> **PROBLEM TO SOLVE**: Treat the line containing "#[instrument(skip(self, message))]" as the last one, and return every line exactly from the first line of the material below up to it.

────────

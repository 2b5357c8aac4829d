//! PostgreSQL implementation of MessageRepository

use async_trait::async_trait;
use sqlx::PgPool;
use tracing::instrument;

use agora_core::entities::Message;
use agora_core::traits::{MessageRepository, RepoResult};
use agora_core::value_objects::Snowflake;

use crate::models::MessageModel;

use super::error::map_db_error;

/// PostgreSQL implementation of MessageRepository
#[derive(Clone)]
pub struct PgMessageRepository {
    pool: PgPool,
}

impl PgMessageRepository {
    /// Create a new PgMessageRepository
    pub fn new(pool: PgPool) -> Self {
        Self { pool }
    }
}

#[async_trait]
impl MessageRepository for PgMessageRepository {
    #[instrument(skip(self, message))]
    async fn create(&self, message: &Message) -> RepoResult<()> {
        sqlx::query(
            r"
            INSERT INTO messages (id, sender_id, receiver_id, content, read, shared_post_id, created_at)
            VALUES ($1, $2, $3, $4, $5, $6, $7)
            ",
        )
        .bind(message.id.into_inner())
        .bind(message.sender_id.into_inner())
        .bind(message.receiver_id.into_inner())
        .bind(&message.content)
        .bind(message.read)
        .bind(message.shared_post_id.map(Snowflake::into_inner))
        .bind(message.created_at)
        .execute(&self.pool)
        .await
        .map_err(map_db_error)?;

        Ok(())
    }

    #[instrument(skip(self))]
    async fn find_thread(
        &self,
        user_a: Snowflake,
        user_b: Snowflake,
    ) -> RepoResult<Vec<Message>> {
        let results = sqlx::query_as::<_, MessageModel>(
            r"
            SELECT id, sender_id, receiver_id, content, read, shared_post_id, created_at
            FROM messages
            WHERE (sender_id = $1 AND receiver_id = $2)
               OR (sender_id = $2 AND receiver_id = $1)
            ORDER BY created_at
            ",
        )
        .bind(user_a.into_inner())
        .bind(user_b.into_inner())
        .fetch_all(&self.pool)
        .await
        .map_err(map_db_error)?;

        Ok(results.into_iter().map(Message::from).collect())
    }

    #[instrument(skip(self))]
    async fn find_involving(&self, user_id: Snowflake) -> RepoResult<Vec<Message>> {
        let results = sqlx::query_as::<_, MessageModel>(
            r"
            SELECT id, sender_id, receiver_id, content, read, shared_post_id, created_at
            FROM messages
            WHERE sender_id = $1 OR receiver_id = $1
            ORDER BY created_at DESC
            ",
        )
        .bind(user_id.into_inner())
        .fetch_all(&self.pool)
        .await
        .map_err(map_db_error)?;

        Ok(results.into_iter().map(Message::from).collect())
    }

    #[instrument(skip(self))]
    async fn mark_read_from(
        &self,
        sender_id: Snowflake,
        receiver_id: Snowflake,
    ) -> RepoResult<u64> {
        let result = sqlx::query(
            r"
            UPDATE messages
            SET read = TRUE
            WHERE sender_id = $1 AND receiver_id = $2 AND NOT read
            ",
        )
        .bind(sender_id.into_inner())
        .bind(receiver_id.into_inner())
        .execute(&self.pool)
        .await
        .map_err(map_db_error)?;

        Ok(result.rows_affected())
    }
}

#[cfg(test)]
mod tests {
    use super::*;

    #[test]
    fn test_repo_is_send_sync() {
        fn assert_send_sync<T: Send + Sync>() {}
        assert_send_sync::<PgMessageRepository>();
    }
}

────────

> **ANSWER TO THE EXERCISE**:
repository 2b5357c8aac4829d
//! PostgreSQL implementation of MessageRepository

use async_trait::async_trait;
use sqlx::PgPool;
use tracing::instrument;

use agora_core::entities::Message;
use agora_core::traits::{MessageRepository, RepoResult};
use agora_core::value_objects::Snowflake;

use crate::models::MessageModel;

use super::error::map_db_error;

/// PostgreSQL implementation of MessageRepository
#[derive(Clone)]
pub struct PgMessageRepository {
    pool: PgPool,
}

impl PgMessageRepository {
    /// Create a new PgMessageRepository
    pub fn new(pool: PgPool) -> Self {
        Self { pool }
    }
}

#[async_trait]
impl MessageRepository for PgMessageRepository {
    #[instrument(skip(self, message))]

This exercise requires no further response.